50話 顧客 1
商売をする者にとってお得意様、つまり「顧客」の存在というのは非常に重要だと思う。顧客がたくさん居る方が、定期的にどれだけの量が売れるという計算もし易いし、お店の売り上げ向上にはむしろ必須。
「女、このエリクサーは1万スレイブでいいのか?」
「は、はい……1万スレイブですけど……」
カエサルさんと挨拶をしたあの日、あれから数日が経過した現在、私はそんな重要な「顧客」になってくれそうな人と話をしていた。今までも何度か来てくれていた人だけど……名前はシグルド・バーゼルさん。聞くところによると、トップクラスの冒険者なんだって。
「エリクサーが1万スレイブか、なるほどな……」
話し方も相当に怖く、白髪の長い髪、焦点の定まっていない鋭い瞳と相まって迫力を加速させている。身長もカエサルさんと同じかもっと高いかも。何より、横幅が違うわね。太っているというわけじゃなく、ゴツイ……。
カエサルさんも、鋭い眼光を持っていたとは思うけど、シグルドさんの場合は……普通に怖い。その威圧感は圧倒的な強さから来ているんだろうけど……。
「まあいい。そのエリクサー、5つ貰おうか」
「5個……ですか?」
「ああ。なんか不都合でもあるのか?」
「い、いえ……特にないですけど……」
大人買いにも程があるレベルだった。彼の買い物だけで、私は5万スレイブもの金額を手に入れる。5万スレイブって言ったら、一般的な家庭の5か月分くらいの生活費に相当するはず。それをシグルドさんは即金で出して、5個のエリクサーを持って行った。う~ん、アイテムの買い方まで迫力ある人だわ。

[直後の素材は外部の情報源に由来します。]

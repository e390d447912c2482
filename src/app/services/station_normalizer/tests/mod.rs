//! Tests for the station normalizer module
//!
//! This module provides unit tests for every normalization stage and the full pipeline.

pub mod normalizer_tests;

// Test helper functions and fixtures
use crate::app::models::{StationId, StationObservation};

/// Create a test observation with a numeric id
pub fn create_test_observation(id: i64, name: &str, temperature: f64) -> StationObservation {
    StationObservation::new(Some(StationId::Number(id)), name, Some(temperature))
        .with_location(-33.3, -66.3)
        .with_precipitation(0.0)
}

/// Create a test observation without an id
pub fn create_anonymous_observation(name: &str, temperature: f64) -> StationObservation {
    StationObservation::new(None, name, Some(temperature))
}

/// Create a feed snapshot mixing valid, malformed and repeated records
pub fn create_mixed_feed() -> Vec<StationObservation> {
    vec![
        create_test_observation(1, "Estación ANCHORENA", 31.4),
        create_test_observation(2, "Est. LA TOMA", 28.9),
        // repeated id: dropped
        create_test_observation(1, "Estación ANCHORENA", 30.0),
        // malformed: no temperature
        StationObservation::new(Some(StationId::Number(3)), "Estación MERLO", None),
        // malformed: NaN temperature
        create_test_observation(4, "Estación JUANA KOSLAY", f64::NAN),
        // malformed: missing name
        StationObservation {
            id: Some(StationId::Number(5)),
            temperatura: Some(22.0),
            ..Default::default()
        },
        create_test_observation(10, "Estación CENTRO", 25.0),
        create_test_observation(20, "EST. CENTRO", 24.0),
        create_anonymous_observation("Villa Mercedes", 19.5),
    ]
}

/// Create a normalized station directly, bypassing the pipeline
pub fn create_normalized_station(
    id: i64,
    display_name: &str,
    temperature: f64,
) -> crate::app::models::NormalizedStation {
    use crate::app::models::{NormalizedStation, Theme};
    use crate::app::services::classification::{classify, color_for};

    NormalizedStation {
        observation: create_test_observation(id, display_name, temperature),
        temperature,
        display_name: display_name.to_string(),
        short_name: display_name.to_string(),
        color_band: classify(temperature),
        color: color_for(temperature, Theme::Light),
        unique_key: format!("id-{id}"),
    }
}
impl ColorBand {
    /// All bands, coldest first
    pub const ALL: [ColorBand; constants::BAND_COUNT] = [
        ColorBand::VeryCold,
        ColorBand::Cold,
        ColorBand::Cool,
        ColorBand::Mild,
        ColorBand::Warm,
        ColorBand::Hot,
        ColorBand::VeryHot,
    ];

    /// Ordinal position, 0 for very-cold
    pub fn index(self) -> usize {
        self as usize
    }

    /// Machine name (`very-cold`, `cold`, ...)
    pub fn as_str(self) -> &'static str {
        match self {
            ColorBand::VeryCold => "very-cold",
            ColorBand::Cold => "cold",
            ColorBand::Cool => "cool",
            ColorBand::Mild => "mild",
            ColorBand::Warm => "warm",
            ColorBand::Hot => "hot",
            ColorBand::VeryHot => "very-hot",
        }
    }

    /// Spanish label shown in map popups
    pub fn label(self) -> &'static str {
        BAND_LABELS[self.index()]
    }

    /// Legend range label, e.g. "10-15°"
    pub fn range_label(self) -> &'static str {
        BAND_RANGE_LABELS[self.index()]
    }
}

impl fmt::Display for ColorBand {
    fn fmt(&self, f: &mut fmt::Formatter<'_>) -> fmt::Result {
        f.write_str(self.as_str())
    }
}

/// Colour theme of the dashboard
#[derive(Debug, Clone, Copy, PartialEq, Eq, Hash, Default, Serialize, Deserialize)]
#[serde(rename_all = "lowercase")]
pub enum Theme {
    #[default]
    Light,
    Dark,
}

impl Theme {
    /// The other theme, as a toggle would switch to
    pub fn toggled(self) -> Self {
        match self {
            Theme::Light => Theme::Dark,
            Theme::Dark => Theme::Light,
        }
    }
}

impl fmt::Display for Theme {
    fn fmt(&self, f: &mut fmt::Formatter<'_>) -> fmt::Result {
        match self {
            Theme::Light => f.write_str("light"),
            Theme::Dark => f.write_str("dark"),
        }
    }
}

impl FromStr for Theme {
    type Err = Error;

    fn from_str(s: &str) -> Result<Self> {
        match s.trim().to_lowercase().as_str() {
            "light" => Ok(Theme::Light),
            "dark" => Ok(Theme::Dark),
            other => Err(Error::configuration(format!(
                "Unknown theme '{other}': expected 'light' or 'dark'"
            ))),
        }
    }
}

// =============================================================================
// Backend Payloads
// =============================================================================

/// `estaciones` payload: the station list with a success flag
#[derive(Debug, Clone, PartialEq, Default, Serialize)]
pub struct EstacionesPayload {
    pub exito: bool,
    pub total: Option<usize>,
    pub estaciones: Vec<StationObservation>,
    pub error: Option<String>,
    /// Records dropped while decoding because they were not JSON objects
    #[serde(skip)]
    pub dropped_records: usize,
}

/// Summary statistics, as carried by the `resumen` payload
#[derive(Debug, Clone, PartialEq, Default, Serialize, Deserialize)]
#[serde(default)]
pub struct Summary {
    /// Forecast minimum for today
    #[serde(deserialize_with = "lenient::number")]
    pub temperatura_minima: Option<f64>,
    /// Forecast maximum for today
    #[serde(deserialize_with = "lenient::number")]
    pub temperatura_maxima: Option<f64>,
    /// Current average over reporting stations, one decimal
    #[serde(deserialize_with = "lenient::number")]
    pub temperatura_promedio: Option<f64>,
    #[serde(deserialize_with = "lenient::number")]
    pub temperatura_actual_max: Option<f64>,
    #[serde(deserialize_with = "lenient::number")]
    pub temperatura_actual_min: Option<f64>,
    pub total_estaciones: usize,
    pub hay_alerta: bool,
}

/// `resumen` payload
#[derive(Debug, Clone, PartialEq, Default, Serialize, Deserialize)]
pub struct ResumenPayload {
    #[serde(default)]
    pub exito: bool,
    #[serde(flatten)]
    pub resumen: Summary,
    #[serde(default, skip_serializing_if = "Option::is_none")]
    pub error: Option<String>,
}

/// Current weather conditions section of the forecast
#[derive(Debug, Clone, PartialEq, Default, Serialize, Deserialize)]
#[serde(default)]
pub struct CurrentConditions {
    pub descripcion: String,
    pub cielo: String,
    pub temperatura: String,
    pub viento: String,
}

/// Forecast for today
#[derive(Debug, Clone, PartialEq, Default, Serialize, Deserialize)]
#[serde(default)]
pub struct TodayForecast {
    pub descripcion: String,
    #[serde(deserialize_with = "lenient::number")]
    pub temperatura_minima: Option<f64>,
    #[serde(deserialize_with = "lenient::number")]
    pub temperatura_maxima: Option<f64>,
    pub viento: String,
    pub cielo: String,
}

/// One day of the extended forecast
#[derive(Debug, Clone, PartialEq, Default, Serialize, Deserialize)]
#[serde(default)]
pub struct DailyForecast {
    pub dia: String,
    pub fecha: String,
    pub descripcion: String,
    #[serde(deserialize_with = "lenient::number")]
    pub temperatura_minima: Option<f64>,
    #[serde(deserialize_with = "lenient::number")]
    pub temperatura_maxima: Option<f64>,
}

「彼がトップクラスの冒険者と称されている、シグルド殿……なるほど、確かにとてつもない威圧感ですね」
「ライハットさんでも勝てなさそうですか?」
ライハットさんは伯爵令息だけど、確か武闘派のはず。ここに来る以前はクリフト様の護衛役でもあったはずだし。そういう意味合いで聞いてみたんだけれど、
「まさか……私など、真っ向勝負で挑んだ場合、勝負になるかすら怪しいですよ。私は所詮、貴族として安全な立場に居ますからね。彼のような命のやり取りをする場で生き残っている人物とは比べ物にならないでしょう」
「そ、そこまでの差が……」
完全に予想外の返答が返って来た。ライハットさんの真に迫った表情からも嘘だとは思えないし。まあ、5万スレイブもの大金をアイテム購入に使える人だし、相応の実力を持っていても不思議ではないと思うけど。
彼が顧客……つまりは私のお店のお得意様になってくれたら、それはもう、とんでもない程の利益を生んでくれそう……。キース姉弟やオディーリア様も近くに出店していることだし、売り上げで負けない為にも、顧客を手に入れることは重要よね。
「シグルドさん……それから、カエサルさんかな……」
シグルドさんはエリクサーを5個も購入してくれた。あの時点で私の店の品揃えは分かってくれたはず。蘇生薬なんかもあるしね。品揃えで負けない限り、私の店のお得意様になってくれる可能性は高い。あとは、お医者様であるカエサルさんとのパイプラインの確保が重要かな?
「ライハットさん、私、カエサルさんの診療所に顔を出してみようと思います」
「か、カエサル殿の診療所、ですか?」
「はい……なにか?」
「い、いえ……ですが、アイラ殿も有名になっております。護衛役として私も付いて行きたいと考えます」
すぐ近くなはずだから大丈夫だと思うけど……でもまあ、心配してくれるのは嬉しいかな。
「ありがとうございます。じゃあ、お店の閉店と一緒に、二人で向かいましょうか」
「はい、そうしましょう!」
なんだか、ライハットさんが元気になっているように見えるけど気のせいかな? まあいいか……。とりあえず私達は、新たな「顧客」獲得の為に動き出すことを決意した。